(Stored data)
⁂

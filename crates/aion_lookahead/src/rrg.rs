//! Contracts for the four external collaborators this crate consumes.
//!
//! Construction of a real routing-resource graph, switch catalogue,
//! connection-box database, and congestion accounting are all out of scope
//! for this crate (see the crate-level docs). These traits let the rest of
//! the crate be written and tested without depending on any concrete RRG.

use crate::ids::{BoxId, NodeId, SegmentId, SwitchId};

/// The functional type of a routing-resource graph node.
#[derive(Debug, Clone, Copy, PartialEq, Eq, Hash)]
pub enum NodeType {
    /// A logical source (feeds one or more OPINs).
    Source,
    /// A logical sink (fed by one or more IPINs).
    Sink,
    /// An input pin on a logic block.
    Ipin,
    /// An output pin on a logic block.
    Opin,
    /// A horizontal routing channel wire.
    HorizontalChan,
    /// A vertical routing channel wire.
    VerticalChan,
}

impl NodeType {
    /// Whether this type is a channel wire (horizontal or vertical).
    pub fn is_channel(self) -> bool {
        matches!(self, NodeType::HorizontalChan | NodeType::VerticalChan)
    }
}

/// Which channel orientation to enumerate nodes for during profiling.
#[derive(Debug, Clone, Copy, PartialEq, Eq, Hash)]
pub enum ChanOrientation {
    /// Horizontal routing channel.
    Horizontal,
    /// Vertical routing channel.
    Vertical,
}

impl ChanOrientation {
    /// The node type that corresponds to this orientation.
    pub fn node_type(self) -> NodeType {
        match self {
            ChanOrientation::Horizontal => NodeType::HorizontalChan,
            ChanOrientation::Vertical => NodeType::VerticalChan,
        }
    }
}

/// A single directed edge `(target, switch)` leaving some node.
#[derive(Debug, Clone, Copy, PartialEq)]
pub struct Edge {
    /// The node this edge leads to.
    pub target: NodeId,
    /// The switch that implements this edge.
    pub switch: SwitchId,
}

/// Read-only access to the routing-resource graph.
///
/// Implemented by whatever owns the real device model; this crate never
/// constructs one itself.
pub trait RrgView {
    /// Returns the functional type of a node.
    fn node_type(&self, node: NodeId) -> NodeType;

    /// Returns the node's capacitance (farads, or the device model's unit).
    fn capacitance(&self, node: NodeId) -> f64;

    /// Returns the node's resistance (ohms, or the device model's unit).
    fn resistance(&self, node: NodeId) -> f64;

    /// Returns the outgoing edges from a node.
    fn edges(&self, node: NodeId) -> &[Edge];

    /// Returns the wire-segment type of a node, if it has one (non-wire
    /// nodes such as SOURCE/SINK/IPIN/OPIN have none).
    fn segment_of(&self, node: NodeId) -> Option<SegmentId>;

    /// The number of distinct wire-segment types in the device.
    fn segment_count(&self) -> usize;

    /// Enumerates every node index of the given orientation located at grid
    /// cell `(x, y)`.
    fn nodes_at(&self, orientation: ChanOrientation, x: i32, y: i32) -> &[NodeId];

    /// The total number of nodes in the graph (used to size scratch arrays).
    fn node_count(&self) -> usize;
}

/// Per-switch timing and behavior, keyed by [`SwitchId`].
#[derive(Debug, Clone, Copy, PartialEq)]
pub struct SwitchInfo {
    /// Intrinsic switch delay.
    pub t_del: f64,
    /// Switch resistance.
    pub r: f64,
    /// Whether this switch is buffered (vs. a pass transistor).
    pub buffered: bool,
    /// Whether this switch is configurable (contributes congestion cost).
    pub configurable: bool,
}

/// Read-only access to the switch catalogue.
pub trait SwitchCatalogue {
    /// Returns the timing/behavior record for a switch.
    fn switch_info(&self, switch: SwitchId) -> SwitchInfo;
}

/// Read-only access to the connection-box database.
pub trait ConnectionBoxDb {
    /// Returns the canonical `(x, y)` location of a wire or input pin node,
    /// if one has been assigned.
    fn canonical_loc(&self, node: NodeId) -> Option<(i32, i32)>;

    /// Resolves an IPIN's owning connection box: `(box_id, (x, y),
    /// site_pin_delay)`.
    fn connection_box(&self, ipin: NodeId) -> Option<(BoxId, (i32, i32), f64)>;

    /// Returns the input pins feeding a SINK node.
    fn sink_to_ipins(&self, sink: NodeId) -> &[NodeId];
}

/// Read-only access to the router's per-node congestion base cost.
pub trait CongestionSource {
    /// Returns the base congestion cost of routing through `node` (`>= 0`).
    fn base_cost(&self, node: NodeId) -> f64;
}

⁂

* TASK TO COMPLETE
Set down the records again without altering a word.

* EXERCISE RESULT
filename crates/aion_lookahead/src/rrg.rs
//! Contracts for the four external collaborators this crate consumes.
//!
//! Construction of a real routing-resource graph, switch catalogue,
//! connection-box database, and congestion accounting are all out of scope
//! for this crate (see the crate-level docs). These traits let the rest of
//! the crate be written and tested without depending on any concrete RRG.

use crate::ids::{BoxId, NodeId, SegmentId, SwitchId};

/// The functional type of a routing-resource graph node.
#[derive(Debug, Clone, Copy, PartialEq, Eq, Hash)]
pub enum NodeType {
    /// A logical source (feeds one or more OPINs).
    Source,
    /// A logical sink (fed by one or more IPINs).
    Sink,
    /// An input pin on a logic block.
    Ipin,
    /// An output pin on a logic block.
    Opin,
    /// A horizontal routing channel wire.
    HorizontalChan,
    /// A vertical routing channel wire.
    VerticalChan,
}

impl NodeType {
    /// Whether this type is a channel wire (horizontal or vertical).
    pub fn is_channel(self) -> bool {
        matches!(self, NodeType::HorizontalChan | NodeType::VerticalChan)
    }
}

/// Which channel orientation to enumerate nodes for during profiling.
#[derive(Debug, Clone, Copy, PartialEq, Eq, Hash)]
pub enum ChanOrientation {
    /// Horizontal routing channel.
    Horizontal,
    /// Vertical routing channel.
    Vertical,
}

impl ChanOrientation {
    /// The node type that corresponds to this orientation.
    pub fn node_type(self) -> NodeType {
        match self {
            ChanOrientation::Horizontal => NodeType::HorizontalChan,
            ChanOrientation::Vertical => NodeType::VerticalChan,
        }
    }
}

/// A single directed edge `(target, switch)` leaving some node.
#[derive(Debug, Clone, Copy, PartialEq)]
pub struct Edge {
    /// The node this edge leads to.
    pub target: NodeId,
    /// The switch that implements this edge.
    pub switch: SwitchId,
}

/// Read-only access to the routing-resource graph.
///
/// Implemented by whatever owns the real device model; this crate never
/// constructs one itself.
pub trait RrgView {
    /// Returns the functional type of a node.
    fn node_type(&self, node: NodeId) -> NodeType;

    /// Returns the node's capacitance (farads, or the device model's unit).
    fn capacitance(&self, node: NodeId) -> f64;

    /// Returns the node's resistance (ohms, or the device model's unit).
    fn resistance(&self, node: NodeId) -> f64;

    /// Returns the outgoing edges from a node.
    fn edges(&self, node: NodeId) -> &[Edge];

    /// Returns the wire-segment type of a node, if it has one (non-wire
    /// nodes such as SOURCE/SINK/IPIN/OPIN have none).
    fn segment_of(&self, node: NodeId) -> Option<SegmentId>;

    /// The number of distinct wire-segment types in the device.
    fn segment_count(&self) -> usize;

    /// Enumerates every node index of the given orientation located at grid
    /// cell `(x, y)`.
    fn nodes_at(&self, orientation: ChanOrientation, x: i32, y: i32) -> &[NodeId];

    /// The total number of nodes in the graph (used to size scratch arrays).
    fn node_count(&self) -> usize;
}

/// Per-switch timing and behavior, keyed by [`SwitchId`].
#[derive(Debug, Clone, Copy, PartialEq)]
pub struct SwitchInfo {
    /// Intrinsic switch delay.
    pub t_del: f64,
    /// Switch resistance.
    pub r: f64,
    /// Whether this switch is buffered (vs. a pass transistor).
    pub buffered: bool,
    /// Whether this switch is configurable (contributes congestion cost).
    pub configurable: bool,
}

/// Read-only access to the switch catalogue.
pub trait SwitchCatalogue {
    /// Returns the timing/behavior record for a switch.
    fn switch_info(&self, switch: SwitchId) -> SwitchInfo;
}

/// Read-only access to the connection-box database.
pub trait ConnectionBoxDb {
    /// Returns the canonical `(x, y)` location of a wire or input pin node,
    /// if one has been assigned.
    fn canonical_loc(&self, node: NodeId) -> Option<(i32, i32)>;

    /// Resolves an IPIN's owning connection box: `(box_id, (x, y),
    /// site_pin_delay)`.
    fn connection_box(&self, ipin: NodeId) -> Option<(BoxId, (i32, i32), f64)>;

    /// Returns the input pins feeding a SINK node.
    fn sink_to_ipins(&self, sink: NodeId) -> &[NodeId];
}

/// Read-only access to the router's per-node congestion base cost.
pub trait CongestionSource {
    /// Returns the base congestion cost of routing through `node` (`>= 0`).
    fn base_cost(&self, node: NodeId) -> f64;
}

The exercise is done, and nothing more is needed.